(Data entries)
● ● ● ● ● ● ●
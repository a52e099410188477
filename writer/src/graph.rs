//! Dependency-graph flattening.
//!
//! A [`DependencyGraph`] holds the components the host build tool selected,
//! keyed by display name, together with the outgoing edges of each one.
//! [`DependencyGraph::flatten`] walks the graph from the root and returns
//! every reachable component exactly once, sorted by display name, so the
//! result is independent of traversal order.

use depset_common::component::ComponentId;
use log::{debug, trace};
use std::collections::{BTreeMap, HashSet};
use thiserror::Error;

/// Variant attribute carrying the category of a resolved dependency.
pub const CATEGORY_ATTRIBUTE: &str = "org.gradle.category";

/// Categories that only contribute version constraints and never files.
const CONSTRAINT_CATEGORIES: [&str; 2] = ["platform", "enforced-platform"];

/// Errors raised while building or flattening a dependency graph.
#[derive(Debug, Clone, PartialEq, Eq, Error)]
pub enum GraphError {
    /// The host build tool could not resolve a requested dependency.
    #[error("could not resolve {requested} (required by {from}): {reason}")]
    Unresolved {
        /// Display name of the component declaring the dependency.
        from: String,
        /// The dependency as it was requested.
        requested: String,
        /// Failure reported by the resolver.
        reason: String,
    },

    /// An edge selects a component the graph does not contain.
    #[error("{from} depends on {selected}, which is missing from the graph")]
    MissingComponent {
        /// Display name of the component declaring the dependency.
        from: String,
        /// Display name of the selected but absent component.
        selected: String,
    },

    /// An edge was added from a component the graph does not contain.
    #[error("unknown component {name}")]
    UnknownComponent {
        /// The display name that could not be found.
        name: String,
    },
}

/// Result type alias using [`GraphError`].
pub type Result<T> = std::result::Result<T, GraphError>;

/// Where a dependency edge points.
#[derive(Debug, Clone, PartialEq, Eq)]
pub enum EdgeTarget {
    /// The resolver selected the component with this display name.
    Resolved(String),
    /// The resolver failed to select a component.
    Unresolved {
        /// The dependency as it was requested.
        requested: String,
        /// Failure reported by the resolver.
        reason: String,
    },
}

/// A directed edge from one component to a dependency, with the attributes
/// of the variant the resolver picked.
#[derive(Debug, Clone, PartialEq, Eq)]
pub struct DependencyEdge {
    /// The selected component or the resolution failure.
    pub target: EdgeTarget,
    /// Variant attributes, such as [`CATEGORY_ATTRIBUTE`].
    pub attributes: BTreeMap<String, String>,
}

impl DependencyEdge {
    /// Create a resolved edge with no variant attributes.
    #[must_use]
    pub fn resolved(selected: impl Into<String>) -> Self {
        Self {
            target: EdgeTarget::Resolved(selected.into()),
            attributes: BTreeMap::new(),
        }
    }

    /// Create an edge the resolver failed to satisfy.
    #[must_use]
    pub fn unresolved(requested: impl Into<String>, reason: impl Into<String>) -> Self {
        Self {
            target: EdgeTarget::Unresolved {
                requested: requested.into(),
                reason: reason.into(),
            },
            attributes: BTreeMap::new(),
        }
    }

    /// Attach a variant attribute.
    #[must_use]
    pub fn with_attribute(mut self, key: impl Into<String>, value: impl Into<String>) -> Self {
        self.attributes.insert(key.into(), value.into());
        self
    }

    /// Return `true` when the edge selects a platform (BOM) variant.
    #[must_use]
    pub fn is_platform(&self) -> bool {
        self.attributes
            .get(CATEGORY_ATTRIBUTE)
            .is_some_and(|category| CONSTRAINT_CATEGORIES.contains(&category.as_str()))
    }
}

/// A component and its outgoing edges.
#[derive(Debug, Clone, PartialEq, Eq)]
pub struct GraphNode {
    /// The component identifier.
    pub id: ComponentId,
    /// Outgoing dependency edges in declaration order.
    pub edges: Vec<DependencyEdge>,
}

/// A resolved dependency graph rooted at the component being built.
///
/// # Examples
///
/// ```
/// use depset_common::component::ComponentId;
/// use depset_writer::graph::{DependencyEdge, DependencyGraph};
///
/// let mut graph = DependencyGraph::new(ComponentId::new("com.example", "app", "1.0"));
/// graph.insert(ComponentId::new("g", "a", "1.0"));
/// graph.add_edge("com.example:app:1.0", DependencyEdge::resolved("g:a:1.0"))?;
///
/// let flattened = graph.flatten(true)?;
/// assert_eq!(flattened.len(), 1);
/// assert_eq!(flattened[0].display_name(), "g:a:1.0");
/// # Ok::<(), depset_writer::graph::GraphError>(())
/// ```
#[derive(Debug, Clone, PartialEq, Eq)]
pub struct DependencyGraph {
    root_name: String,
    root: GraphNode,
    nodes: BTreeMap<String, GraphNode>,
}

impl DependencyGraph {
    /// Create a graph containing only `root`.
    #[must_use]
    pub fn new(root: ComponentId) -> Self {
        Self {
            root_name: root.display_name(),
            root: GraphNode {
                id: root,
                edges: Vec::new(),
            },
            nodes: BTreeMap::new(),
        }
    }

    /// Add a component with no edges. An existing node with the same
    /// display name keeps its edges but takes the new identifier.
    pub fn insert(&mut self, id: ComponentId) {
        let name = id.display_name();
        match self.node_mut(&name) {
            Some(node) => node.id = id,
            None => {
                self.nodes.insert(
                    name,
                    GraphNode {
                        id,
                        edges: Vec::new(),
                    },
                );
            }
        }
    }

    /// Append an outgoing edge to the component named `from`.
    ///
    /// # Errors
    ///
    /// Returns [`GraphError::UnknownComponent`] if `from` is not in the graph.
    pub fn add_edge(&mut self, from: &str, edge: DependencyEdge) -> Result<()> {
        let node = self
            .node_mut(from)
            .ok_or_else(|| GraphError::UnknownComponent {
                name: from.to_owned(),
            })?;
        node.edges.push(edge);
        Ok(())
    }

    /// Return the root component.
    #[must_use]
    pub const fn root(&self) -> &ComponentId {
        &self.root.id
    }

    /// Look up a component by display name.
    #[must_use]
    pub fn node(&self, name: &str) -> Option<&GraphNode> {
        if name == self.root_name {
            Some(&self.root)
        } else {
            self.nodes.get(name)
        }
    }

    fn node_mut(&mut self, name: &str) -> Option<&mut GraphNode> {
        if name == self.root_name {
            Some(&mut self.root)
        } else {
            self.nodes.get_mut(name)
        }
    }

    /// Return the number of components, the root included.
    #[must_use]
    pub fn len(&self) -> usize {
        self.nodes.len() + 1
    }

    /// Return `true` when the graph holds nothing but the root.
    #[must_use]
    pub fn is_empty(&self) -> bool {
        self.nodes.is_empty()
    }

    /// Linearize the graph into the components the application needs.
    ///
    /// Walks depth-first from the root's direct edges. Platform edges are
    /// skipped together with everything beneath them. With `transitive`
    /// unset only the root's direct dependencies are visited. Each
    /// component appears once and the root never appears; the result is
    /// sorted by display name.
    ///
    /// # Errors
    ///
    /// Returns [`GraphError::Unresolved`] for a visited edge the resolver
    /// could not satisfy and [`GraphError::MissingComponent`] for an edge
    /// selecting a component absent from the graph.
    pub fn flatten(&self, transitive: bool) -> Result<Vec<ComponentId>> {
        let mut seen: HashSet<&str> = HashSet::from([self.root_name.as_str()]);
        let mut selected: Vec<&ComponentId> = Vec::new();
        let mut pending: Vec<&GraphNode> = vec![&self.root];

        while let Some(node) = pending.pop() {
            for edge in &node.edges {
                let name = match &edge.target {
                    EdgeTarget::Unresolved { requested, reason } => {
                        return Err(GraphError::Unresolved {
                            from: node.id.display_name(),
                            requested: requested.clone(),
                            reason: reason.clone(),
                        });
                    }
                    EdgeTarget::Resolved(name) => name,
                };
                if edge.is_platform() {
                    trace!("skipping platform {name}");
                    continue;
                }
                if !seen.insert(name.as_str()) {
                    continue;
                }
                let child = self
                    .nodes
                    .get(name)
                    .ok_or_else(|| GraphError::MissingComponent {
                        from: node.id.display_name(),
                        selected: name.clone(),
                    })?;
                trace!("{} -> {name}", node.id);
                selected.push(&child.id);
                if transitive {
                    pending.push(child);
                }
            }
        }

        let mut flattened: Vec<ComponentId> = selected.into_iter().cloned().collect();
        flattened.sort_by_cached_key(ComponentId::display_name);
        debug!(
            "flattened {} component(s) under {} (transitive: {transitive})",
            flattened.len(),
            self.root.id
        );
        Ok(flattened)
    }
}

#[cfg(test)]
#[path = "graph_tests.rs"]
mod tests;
● ● ● ● ● ● ●
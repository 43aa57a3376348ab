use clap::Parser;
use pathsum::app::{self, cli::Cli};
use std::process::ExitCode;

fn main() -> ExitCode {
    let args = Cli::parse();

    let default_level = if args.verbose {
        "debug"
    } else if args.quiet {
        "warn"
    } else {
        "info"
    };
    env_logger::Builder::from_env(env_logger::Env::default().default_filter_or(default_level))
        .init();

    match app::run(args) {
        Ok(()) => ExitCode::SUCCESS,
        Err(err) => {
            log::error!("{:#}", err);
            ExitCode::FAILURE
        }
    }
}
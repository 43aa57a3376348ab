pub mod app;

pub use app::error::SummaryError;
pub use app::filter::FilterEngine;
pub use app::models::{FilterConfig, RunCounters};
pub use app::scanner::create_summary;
● ● ● ● ● ● ●
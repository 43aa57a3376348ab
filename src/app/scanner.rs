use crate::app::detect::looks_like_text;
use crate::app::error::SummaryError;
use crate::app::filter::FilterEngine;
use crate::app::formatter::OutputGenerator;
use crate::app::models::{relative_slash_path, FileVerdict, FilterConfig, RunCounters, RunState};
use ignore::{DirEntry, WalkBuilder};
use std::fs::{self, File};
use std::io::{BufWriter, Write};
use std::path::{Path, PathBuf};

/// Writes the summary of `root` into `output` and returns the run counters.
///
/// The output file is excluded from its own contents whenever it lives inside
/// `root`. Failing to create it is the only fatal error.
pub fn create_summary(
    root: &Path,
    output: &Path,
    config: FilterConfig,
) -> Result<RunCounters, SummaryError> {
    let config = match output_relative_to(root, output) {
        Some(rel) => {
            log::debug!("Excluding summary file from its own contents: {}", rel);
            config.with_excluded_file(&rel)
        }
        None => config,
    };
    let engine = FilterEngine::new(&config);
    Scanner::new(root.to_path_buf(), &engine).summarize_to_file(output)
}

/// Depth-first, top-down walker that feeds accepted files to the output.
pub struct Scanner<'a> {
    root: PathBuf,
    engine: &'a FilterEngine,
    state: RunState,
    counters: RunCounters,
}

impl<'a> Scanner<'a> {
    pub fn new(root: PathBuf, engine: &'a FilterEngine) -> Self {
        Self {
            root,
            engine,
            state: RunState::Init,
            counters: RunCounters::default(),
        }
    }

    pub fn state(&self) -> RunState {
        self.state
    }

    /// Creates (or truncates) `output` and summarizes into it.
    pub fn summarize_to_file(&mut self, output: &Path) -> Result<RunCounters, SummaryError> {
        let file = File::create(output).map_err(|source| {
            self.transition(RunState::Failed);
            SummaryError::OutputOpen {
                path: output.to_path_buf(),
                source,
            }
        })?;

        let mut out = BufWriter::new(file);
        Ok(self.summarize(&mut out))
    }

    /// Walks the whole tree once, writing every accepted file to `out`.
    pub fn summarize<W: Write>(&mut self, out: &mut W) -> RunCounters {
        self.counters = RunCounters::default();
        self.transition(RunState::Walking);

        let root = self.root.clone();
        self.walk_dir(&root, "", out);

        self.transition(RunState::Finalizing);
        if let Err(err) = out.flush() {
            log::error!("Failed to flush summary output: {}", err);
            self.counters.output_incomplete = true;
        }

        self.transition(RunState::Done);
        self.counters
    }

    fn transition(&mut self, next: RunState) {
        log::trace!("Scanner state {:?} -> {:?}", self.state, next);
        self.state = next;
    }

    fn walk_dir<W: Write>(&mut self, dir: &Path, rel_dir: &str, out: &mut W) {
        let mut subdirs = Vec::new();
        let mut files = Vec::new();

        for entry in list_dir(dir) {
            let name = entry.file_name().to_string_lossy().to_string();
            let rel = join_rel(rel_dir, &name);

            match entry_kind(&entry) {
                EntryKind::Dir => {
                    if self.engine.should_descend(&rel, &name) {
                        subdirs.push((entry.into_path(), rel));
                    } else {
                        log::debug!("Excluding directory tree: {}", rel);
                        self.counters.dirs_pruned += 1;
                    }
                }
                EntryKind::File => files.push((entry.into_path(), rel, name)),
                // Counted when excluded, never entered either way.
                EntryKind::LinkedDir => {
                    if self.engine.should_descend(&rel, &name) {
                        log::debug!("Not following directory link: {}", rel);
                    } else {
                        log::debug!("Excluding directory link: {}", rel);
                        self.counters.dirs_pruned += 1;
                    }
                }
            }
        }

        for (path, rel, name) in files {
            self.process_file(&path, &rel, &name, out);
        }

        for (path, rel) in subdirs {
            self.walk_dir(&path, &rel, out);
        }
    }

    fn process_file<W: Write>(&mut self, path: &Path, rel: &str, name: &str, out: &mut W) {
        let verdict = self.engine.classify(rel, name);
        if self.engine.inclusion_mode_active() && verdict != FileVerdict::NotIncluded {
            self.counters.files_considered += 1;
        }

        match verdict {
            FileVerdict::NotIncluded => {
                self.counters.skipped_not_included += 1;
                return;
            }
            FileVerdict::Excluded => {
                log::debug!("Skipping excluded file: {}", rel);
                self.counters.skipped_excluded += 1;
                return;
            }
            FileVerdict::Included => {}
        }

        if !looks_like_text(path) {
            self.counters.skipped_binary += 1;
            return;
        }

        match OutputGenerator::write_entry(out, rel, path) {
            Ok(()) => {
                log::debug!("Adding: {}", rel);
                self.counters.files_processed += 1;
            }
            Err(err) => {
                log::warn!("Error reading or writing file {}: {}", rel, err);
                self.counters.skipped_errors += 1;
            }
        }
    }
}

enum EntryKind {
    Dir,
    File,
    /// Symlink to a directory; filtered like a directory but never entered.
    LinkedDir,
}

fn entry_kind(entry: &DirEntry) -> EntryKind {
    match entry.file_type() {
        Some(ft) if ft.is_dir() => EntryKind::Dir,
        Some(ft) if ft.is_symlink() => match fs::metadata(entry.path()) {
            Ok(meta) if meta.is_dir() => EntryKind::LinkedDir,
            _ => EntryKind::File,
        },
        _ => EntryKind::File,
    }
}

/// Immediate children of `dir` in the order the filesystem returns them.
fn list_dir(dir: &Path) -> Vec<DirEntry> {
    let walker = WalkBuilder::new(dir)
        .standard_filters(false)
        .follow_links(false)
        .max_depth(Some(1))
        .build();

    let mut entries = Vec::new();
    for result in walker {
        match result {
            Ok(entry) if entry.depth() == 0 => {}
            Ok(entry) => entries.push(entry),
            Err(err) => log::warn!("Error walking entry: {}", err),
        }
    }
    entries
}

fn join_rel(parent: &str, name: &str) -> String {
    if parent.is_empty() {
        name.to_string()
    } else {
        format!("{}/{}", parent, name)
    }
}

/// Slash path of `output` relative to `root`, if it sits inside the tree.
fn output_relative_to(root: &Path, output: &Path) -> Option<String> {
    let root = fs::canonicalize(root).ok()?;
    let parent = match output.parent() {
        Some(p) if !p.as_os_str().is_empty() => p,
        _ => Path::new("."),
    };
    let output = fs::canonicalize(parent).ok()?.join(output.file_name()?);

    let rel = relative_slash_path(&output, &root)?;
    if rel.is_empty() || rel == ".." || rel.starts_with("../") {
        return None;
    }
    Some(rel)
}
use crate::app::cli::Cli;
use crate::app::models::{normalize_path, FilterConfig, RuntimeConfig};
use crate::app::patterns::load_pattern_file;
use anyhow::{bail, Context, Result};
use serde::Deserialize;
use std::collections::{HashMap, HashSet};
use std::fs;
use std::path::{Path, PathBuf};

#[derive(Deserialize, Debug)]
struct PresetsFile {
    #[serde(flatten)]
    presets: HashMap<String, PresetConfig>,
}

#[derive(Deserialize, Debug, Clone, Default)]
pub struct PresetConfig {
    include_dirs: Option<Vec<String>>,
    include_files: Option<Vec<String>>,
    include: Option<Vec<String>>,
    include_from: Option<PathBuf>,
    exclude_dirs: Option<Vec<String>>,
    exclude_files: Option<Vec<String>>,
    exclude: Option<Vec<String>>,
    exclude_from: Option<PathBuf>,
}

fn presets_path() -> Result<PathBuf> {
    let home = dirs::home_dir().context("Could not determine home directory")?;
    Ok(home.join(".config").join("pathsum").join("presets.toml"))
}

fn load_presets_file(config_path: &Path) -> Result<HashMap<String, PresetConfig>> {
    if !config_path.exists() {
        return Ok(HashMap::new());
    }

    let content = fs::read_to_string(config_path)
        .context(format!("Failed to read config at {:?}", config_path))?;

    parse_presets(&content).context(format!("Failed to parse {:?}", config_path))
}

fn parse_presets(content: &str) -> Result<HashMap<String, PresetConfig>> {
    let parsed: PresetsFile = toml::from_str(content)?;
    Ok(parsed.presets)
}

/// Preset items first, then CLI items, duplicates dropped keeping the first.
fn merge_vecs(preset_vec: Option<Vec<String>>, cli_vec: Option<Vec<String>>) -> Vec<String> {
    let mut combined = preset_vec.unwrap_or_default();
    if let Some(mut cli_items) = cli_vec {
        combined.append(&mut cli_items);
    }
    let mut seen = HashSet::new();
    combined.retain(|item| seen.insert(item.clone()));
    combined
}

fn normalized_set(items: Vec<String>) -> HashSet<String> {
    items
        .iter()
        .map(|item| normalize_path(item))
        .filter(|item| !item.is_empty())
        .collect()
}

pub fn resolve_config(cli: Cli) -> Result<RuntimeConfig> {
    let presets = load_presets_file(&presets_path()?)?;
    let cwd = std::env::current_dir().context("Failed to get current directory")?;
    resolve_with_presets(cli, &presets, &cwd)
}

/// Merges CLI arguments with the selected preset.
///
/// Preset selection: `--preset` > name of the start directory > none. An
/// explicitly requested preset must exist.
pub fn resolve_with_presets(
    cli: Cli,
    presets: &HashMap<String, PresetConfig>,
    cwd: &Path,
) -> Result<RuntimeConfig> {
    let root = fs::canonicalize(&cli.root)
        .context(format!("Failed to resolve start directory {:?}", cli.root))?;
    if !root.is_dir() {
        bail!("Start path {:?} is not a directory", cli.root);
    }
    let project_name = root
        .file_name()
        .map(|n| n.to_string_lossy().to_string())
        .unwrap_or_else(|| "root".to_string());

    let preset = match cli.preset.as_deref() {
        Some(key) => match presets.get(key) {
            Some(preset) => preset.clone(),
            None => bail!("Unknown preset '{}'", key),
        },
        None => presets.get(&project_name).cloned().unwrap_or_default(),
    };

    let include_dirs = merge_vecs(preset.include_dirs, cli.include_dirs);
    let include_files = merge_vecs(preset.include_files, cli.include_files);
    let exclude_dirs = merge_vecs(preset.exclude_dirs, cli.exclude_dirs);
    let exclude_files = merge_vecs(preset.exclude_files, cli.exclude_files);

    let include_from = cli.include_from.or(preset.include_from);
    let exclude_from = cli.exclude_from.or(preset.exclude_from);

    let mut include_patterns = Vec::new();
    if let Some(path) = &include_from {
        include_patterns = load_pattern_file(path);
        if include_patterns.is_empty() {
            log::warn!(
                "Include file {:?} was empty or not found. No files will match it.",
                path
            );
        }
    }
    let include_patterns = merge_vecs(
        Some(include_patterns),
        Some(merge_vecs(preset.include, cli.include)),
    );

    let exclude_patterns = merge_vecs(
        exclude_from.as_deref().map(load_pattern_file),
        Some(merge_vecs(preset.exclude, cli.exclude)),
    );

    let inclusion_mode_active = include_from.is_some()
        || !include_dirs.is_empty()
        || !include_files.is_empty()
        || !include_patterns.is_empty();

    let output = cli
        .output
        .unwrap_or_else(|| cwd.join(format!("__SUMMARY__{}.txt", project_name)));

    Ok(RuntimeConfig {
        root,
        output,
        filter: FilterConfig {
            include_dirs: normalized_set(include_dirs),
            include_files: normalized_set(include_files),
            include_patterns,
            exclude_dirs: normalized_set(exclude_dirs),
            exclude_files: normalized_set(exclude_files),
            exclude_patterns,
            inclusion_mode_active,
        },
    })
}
● ● ● ● ● ● ●
▶ Your objective
Only one stretch of the entries above is wanted: the lines from the one containing "the root component." through the one containing "pub fn node(&self, name: &str)". Please reproduce it exactly.

▶ Solved exercise
    /// Return the root component.
    #[must_use]
    pub const fn root(&self) -> &ComponentId {
        &self.root.id
    }

    /// Look up a component by display name.
    #[must_use]
    pub fn node(&self, name: &str) -> Option<&GraphNode> {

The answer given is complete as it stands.